Trois autres types de marquages apparaissent régulièrement sur le dos des lames d'épées-baïonettes modèle 1874. Tout d'abord "Usine de Steyr " suivi de la date, qui correspond à une commande de plus de 200 000 baïonnettes à l’usine de Steyr en Autriche (contrat avec le Ministère de la Marine et des Colonies), en 1878 et 1879. Ces baïonettes sont réceptionnées et contrôlées à Saint-Etienne.
Ensuite, on trouve les marquages "Paris Oudry" ou "L.Deny", suivi d'une date (année de fabrication). Il s'agit de marquages de fournisseurs civils, ayant eu un contrat de sous-traitance avec les manufactures d'état (principalement entre 1880 et 1882 pour ces 2 fabricants).
Les autres armes (mousqueton d'artillerie, carabine de gendarmerie et carabine de cavalerie) gardent leur modèle d’origine: sabre-baïonnette modèle 1866 à lame courbe (yatagan) pour les deux premiers (le fourreau sera bronzé à partir de 1883, comme pour les sabres-baïonnettes mle 1866 de la série Z, destinés aux soldats non armées du fusil), ou baïonnette droite à virole pour les carabines de cavalerie.
Epée-baïonnette (lame droite) du modèle 1874 au dessus, et sabre-baïonnette (lame en forme de yatagan) du mle 1866 en dessous.
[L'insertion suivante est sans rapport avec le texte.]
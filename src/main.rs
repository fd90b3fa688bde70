//! SIP calculator CLI
//!
//! Command-line front end for every engine calculation. Pass `--json` to get
//! machine-readable output; set RUST_LOG=debug to see solver diagnostics.

use std::path::PathBuf;

use anyhow::{Context, Result};
use clap::{Parser, Subcommand};
use log::warn;
use serde::Serialize;

use sip_engine::annuity::{
    cagr, compare_lumpsum_vs_sip, lumpsum_future_value, real_return, required_sip_amount,
    sip_future_value, sip_growth_series, sip_milestones, step_up_sip_future_value_with,
    StepUpConvention, StepUpPlan,
};
use sip_engine::xirr::{load_cash_flows, solve_xirr, XirrConfig};
use sip_engine::InputHints;

#[derive(Parser)]
#[command(name = "sip-calc", version, about = "Systematic investment plan calculators")]
struct Cli {
    /// Print results as JSON
    #[arg(long, global = true)]
    json: bool,

    #[command(subcommand)]
    command: Command,
}

#[derive(Subcommand)]
enum Command {
    /// Future value of a level monthly SIP
    Sip {
        #[arg(long)]
        amount: f64,
        /// Expected annual return in percent
        #[arg(long)]
        rate: f64,
        #[arg(long)]
        years: u32,
        /// Also print the year-by-year growth series
        #[arg(long)]
        series: bool,
    },
    /// Future value of a one-time investment
    Lumpsum {
        #[arg(long)]
        principal: f64,
        #[arg(long)]
        rate: f64,
        #[arg(long)]
        years: u32,
    },
    /// Monthly SIP needed to reach a target corpus
    Goal {
        #[arg(long)]
        target: f64,
        #[arg(long)]
        rate: f64,
        #[arg(long)]
        years: u32,
    },
    /// SIP whose monthly amount rises every year
    StepUp {
        #[arg(long)]
        amount: f64,
        /// Annual increase of the monthly amount in percent
        #[arg(long)]
        increase: f64,
        #[arg(long)]
        rate: f64,
        #[arg(long)]
        years: u32,
        /// Value each year's twelve payments as a block compounded to the end of the plan
        #[arg(long)]
        year_block: bool,
        /// Write the yearly breakdown to a CSV file
        #[arg(long = "csv", value_name = "PATH")]
        csv_path: Option<PathBuf>,
    },
    /// Lumpsum vs SIP for the same total investment
    Compare {
        #[arg(long)]
        amount: f64,
        #[arg(long)]
        rate: f64,
        #[arg(long)]
        years: u32,
    },
    /// XIRR of dated cash flows from a `date,amount` CSV file
    Xirr {
        file: PathBuf,
        /// Starting rate as a decimal (overrides XIRR_GUESS)
        #[arg(long)]
        guess: Option<f64>,
    },
    /// Inflation-adjusted return
    RealReturn {
        #[arg(long)]
        nominal: f64,
        #[arg(long)]
        inflation: f64,
    },
    /// Compound annual growth rate between two values
    Cagr {
        #[arg(long)]
        begin: f64,
        #[arg(long)]
        end: f64,
        #[arg(long)]
        years: f64,
    },
}

fn main() -> Result<()> {
    env_logger::init();

    let cli = Cli::parse();
    let json = cli.json;

    match cli.command {
        Command::Sip { amount, rate, years, series } => {
            warn_on_hints(amount, rate, years);
            let result = sip_future_value(amount, rate, years);
            let milestones = sip_milestones(amount, rate, years);

            if json {
                #[derive(Serialize)]
                struct Output<'a> {
                    #[serde(flatten)]
                    result: &'a sip_engine::FutureValueResult,
                    gain_percentage: f64,
                    milestones: &'a [(u32, f64)],
                    #[serde(skip_serializing_if = "Option::is_none")]
                    series: Option<Vec<sip_engine::annuity::GrowthPoint>>,
                }
                let output = Output {
                    result: &result,
                    gain_percentage: result.gain_percentage(),
                    milestones: &milestones,
                    series: series.then(|| sip_growth_series(amount, rate, years)),
                };
                return print_json(&output);
            }

            println!("SIP of {:.2}/month at {}% for {} years", amount, rate, years);
            println!("  Total Investment: {:.2}", result.total_investment);
            println!("  Future Value:     {:.2}", result.future_value);
            println!("  Capital Gains:    {:.2} ({:.1}%)", result.capital_gains, result.gain_percentage());

            if !milestones.is_empty() {
                println!("\nMilestones:");
                for (year, value) in &milestones {
                    println!("  Year {:>2}: {:.2}", year, value);
                }
            }

            if series {
                println!("\n{:>4} {:>16} {:>16} {:>16}", "Year", "Invested", "Value", "Gains");
                println!("{}", "-".repeat(55));
                for point in sip_growth_series(amount, rate, years) {
                    println!("{:>4} {:>16.2} {:>16.2} {:>16.2}", point.year, point.invested, point.value, point.gains);
                }
            }
        }

        Command::Lumpsum { principal, rate, years } => {
            let value = lumpsum_future_value(principal, rate, years);
            if json {
                return print_json(&serde_json::json!({ "future_value": value }));
            }
            println!("Lumpsum of {:.2} at {}% for {} years: {:.2}", principal, rate, years, value);
        }

        Command::Goal { target, rate, years } => {
            let amount = required_sip_amount(target, rate, years);
            warn_on_hints(amount, rate, years);
            if json {
                return print_json(&serde_json::json!({ "monthly_amount": amount }));
            }
            println!("To reach {:.2} in {} years at {}%: invest {:.2}/month", target, years, rate, amount);
        }

        Command::StepUp { amount, increase, rate, years, year_block, csv_path } => {
            warn_on_hints(amount, rate, years);
            let convention = if year_block {
                StepUpConvention::YearBlock
            } else {
                StepUpConvention::RemainingHorizon
            };
            let plan = StepUpPlan::new(amount, increase, rate, years);
            let result = step_up_sip_future_value_with(plan, convention);

            if let Some(path) = csv_path {
                let mut writer = csv::Writer::from_path(&path)
                    .with_context(|| format!("creating {}", path.display()))?;
                for row in &result.yearly_breakdown {
                    writer.serialize(row)?;
                }
                writer.flush()?;
                if !json {
                    println!("Breakdown written to: {}", path.display());
                }
            }

            if json {
                return print_json(&result);
            }

            println!("{:>4} {:>12} {:>14} {:>16} {:>16}", "Year", "Monthly", "Yearly", "Cumulative", "Value");
            println!("{}", "-".repeat(66));
            for row in &result.yearly_breakdown {
                println!(
                    "{:>4} {:>12.2} {:>14.2} {:>16.2} {:>16.2}",
                    row.year, row.monthly_amount, row.yearly_investment, row.cumulative_investment, row.year_end_value
                );
            }
            println!("\n  Total Investment: {:.2}", result.total_investment);
            println!("  Future Value:     {:.2}", result.future_value);
            println!("  Capital Gains:    {:.2}", result.capital_gains);
        }

        Command::Compare { amount, rate, years } => {
            warn_on_hints(amount, rate, years);
            let comparison = compare_lumpsum_vs_sip(amount, rate, years);
            if json {
                return print_json(&comparison);
            }
            println!("Investing {:.2} over {} years at {}%", comparison.sip.total_investment, years, rate);
            println!("  As SIP:     {:.2}", comparison.sip.future_value);
            println!("  As lumpsum: {:.2}", comparison.lumpsum.future_value);
            println!("  Difference: {:.2}", comparison.lumpsum_advantage);
        }

        Command::Xirr { file, guess } => {
            let mut config = XirrConfig::from_env().context("reading XIRR_* settings")?;
            if let Some(guess) = guess {
                config.guess = guess;
            }
            let flows = load_cash_flows(&file)
                .with_context(|| format!("loading cash flows from {}", file.display()))?;

            match solve_xirr(&flows, &config) {
                Ok(solution) if json => return print_json(&solution),
                Ok(solution) => println!(
                    "XIRR: {:.4}% ({:?}, {} iterations)",
                    solution.rate_percent, solution.method, solution.iterations
                ),
                Err(failure) if json => {
                    return print_json(&serde_json::json!({ "rate_percent": null, "reason": failure.to_string() }))
                }
                Err(failure) => println!("Could not calculate XIRR: {}", failure),
            }
        }

        Command::RealReturn { nominal, inflation } => {
            let real = real_return(nominal, inflation);
            if json {
                return print_json(&serde_json::json!({ "real_return": real }));
            }
            println!("Real return: {:.4}%", real);
        }

        Command::Cagr { begin, end, years } => {
            let rate = cagr(begin, end, years);
            if json {
                return print_json(&serde_json::json!({ "cagr": rate }));
            }
            match rate {
                Some(rate) => println!("CAGR: {:.4}%", rate),
                None => println!("CAGR undefined for a non-positive start value or period"),
            }
        }
    }

    Ok(())
}

fn warn_on_hints(amount: f64, rate: f64, years: u32) {
    for note in InputHints::default().check(amount, rate, years) {
        warn!("{}", note);
    }
}

fn print_json<T: Serialize>(value: &T) -> Result<()> {
    println!("{}", serde_json::to_string_pretty(value)?);
    Ok(())
}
Les baïonettes gras portant une ancre sur la croisière sont destinées à la marine et aux troupes coloniales.
Il est également à noter que la baïonnette destinée au fusil modèle 1878 de marine Kropatschek ressemble fortement au modèle 1874 Gras. Lame et fourreau sont similaires, c'est principalement le profil du dos de la poignée (droit, sans le décrochement de la Gras), et la largeur de bague qui est plus grande. Enfin, le dos des lames des baïonettes modèle 1878 pour fusil Kropatschek est marqué "Mre de Steyr Mr de Werndl" (pour la manufacture de Steyr, en Autriche), suivi de l'année de fabrication (pas de mois). On retrouve l'ancre sur la croisière et le fourreau.
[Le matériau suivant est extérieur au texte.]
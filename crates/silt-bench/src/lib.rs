//! Benchmark-only crate; see `benches/` for the criterion harnesses.
//!
//! Not published. Kept as a separate workspace member so the allocator
//! crates do not carry criterion in their own dev-dependency graphs.
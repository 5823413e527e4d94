//! Arena configuration parameters.

/// Configuration for an [`Arena`](crate::Arena).
///
/// Immutable after construction. The only tunable is the allocation
/// alignment; the reservation ceiling and page size are fixed by the
/// target and the OS respectively.
#[derive(Clone, Copy, Debug, PartialEq, Eq)]
pub struct ArenaConfig {
    /// Alignment applied to every allocation, in bytes.
    ///
    /// Must be a power of two. Default: two pointer widths (16 bytes on
    /// 64-bit targets), large enough for any primitive type.
    pub alignment: usize,
}

impl ArenaConfig {
    /// Default allocation alignment: two pointer widths.
    pub const DEFAULT_ALIGNMENT: usize = 2 * std::mem::size_of::<*const u8>();

    /// Create a config with the default alignment.
    pub fn new() -> Self {
        Self {
            alignment: Self::DEFAULT_ALIGNMENT,
        }
    }

    /// Create a config with an explicit alignment.
    ///
    /// # Panics
    ///
    /// Panics if `alignment` is not a power of two.
    pub fn with_alignment(alignment: usize) -> Self {
        assert!(
            alignment.is_power_of_two(),
            "alignment must be a power of two, got {alignment}"
        );
        Self { alignment }
    }
}

impl Default for ArenaConfig {
    fn default() -> Self {
        Self::new()
    }
}
//! Allocator error types.
//!
//! Only recoverable conditions are represented here. Unrecoverable ones
//! (reservation failure, exceeding the reservation ceiling, double arena
//! registration) terminate the process from the site that detects them —
//! the allocator cannot run without its own bookkeeping memory.

use std::error::Error;
use std::fmt;

/// Errors surfaced by arena allocation and checkpoint operations.
#[derive(Clone, Debug, PartialEq, Eq)]
pub enum AllocError {
    /// Persistent allocation was refused because the arena has at least
    /// one outstanding checkpoint. A contract violation by the caller,
    /// not an allocator fault: delete the checkpoints first.
    CheckpointsActive,
    /// The OS refused to commit the next page(s). The arena is left
    /// unchanged; the caller may retry later or abandon the allocation.
    CommitFailed {
        /// `errno` reported by the failed commit call.
        errno: i32,
    },
    /// The checkpoint handle refers to a checkpoint that has already been
    /// rolled back (directly, or by rolling back an earlier one).
    StaleCheckpoint {
        /// The generation encoded in the stale handle.
        generation: u64,
    },
}

impl fmt::Display for AllocError {
    fn fmt(&self, f: &mut fmt::Formatter<'_>) -> fmt::Result {
        match self {
            Self::CheckpointsActive => {
                write!(f, "persistent allocation refused: checkpoints are outstanding")
            }
            Self::CommitFailed { errno } => {
                write!(f, "page commit failed (errno {errno})")
            }
            Self::StaleCheckpoint { generation } => {
                write!(f, "stale checkpoint handle: generation {generation}")
            }
        }
    }
}

impl Error for AllocError {}

/// Errors from growing a [`VmRegion`](crate::VmRegion).
#[derive(Clone, Debug, PartialEq, Eq)]
pub enum GrowError {
    /// The requested committed size exceeds the fixed reservation. No
    /// larger range was ever reserved, so the caller cannot continue.
    OutOfReservation {
        /// Number of pages the caller asked to have committed.
        requested_pages: usize,
        /// Number of pages in the whole reservation.
        reserved_pages: usize,
    },
    /// The OS page-commit call itself failed. Recoverable: nothing about
    /// the region changed.
    CommitFailed {
        /// `errno` reported by the failed commit call.
        errno: i32,
    },
}

impl fmt::Display for GrowError {
    fn fmt(&self, f: &mut fmt::Formatter<'_>) -> fmt::Result {
        match self {
            Self::OutOfReservation {
                requested_pages,
                reserved_pages,
            } => {
                write!(
                    f,
                    "out of reserved address space: requested {requested_pages} pages, reserved {reserved_pages}"
                )
            }
            Self::CommitFailed { errno } => {
                write!(f, "page commit failed (errno {errno})")
            }
        }
    }
}

impl Error for GrowError {}
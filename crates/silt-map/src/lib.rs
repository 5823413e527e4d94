//! Seeded open-hashing table backing the silt arena registry.
//!
//! Provides [`Table`], a minimal map from `u64` keys to owned values with
//! bucket chaining, murmur3-32 hashing, and doubling growth. The arena
//! registry in `silt-arena` is its primary consumer, but nothing here is
//! allocator-specific.
//!
//! The hash seed is per-instance and time-derived by default. This is a
//! non-adversarial table: the seed decorrelates bucket distributions
//! between instances, it does not harden against crafted key sets.

#![deny(missing_docs)]
#![deny(rustdoc::broken_intra_doc_links)]
#![deny(unsafe_code)]

pub mod hash;
pub mod table;

pub use hash::murmur3_32;
pub use table::Table;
Les différents modèles d'arme du système Gras
Les armes réglementaires du modèle 1874 (Gras) se divisent en plusieurs modèles, biens spécifiques:
Planche provenant de l’instruction du 30 août 1884 sur les armes et munitions en service dans les corps.
De haut en bas:
- Le fusil modèle 1874 Gras
- La carabine de cavalerie modèle 1874 Gras
- La carabine de gendarmerie modèle 1874 Gras
- Le mousqueton d'artillerie modèle 1874 Gras
Le fusil d'infanterie, modèle Gras (1874)
Le fusil modèle 1874 gras possède des garnitures en acier et mesure 1m30, pour 4,2 kg.
Le levier de culasse est droit.
La baïonnette est celle du modèle 1874, à lame droite.
La carabine de cavalerie, modèle Gras (1874)
Carabine de cavalerie modèle 1866 Chassepot (1872), transformée Gras. Crédit photos: MK.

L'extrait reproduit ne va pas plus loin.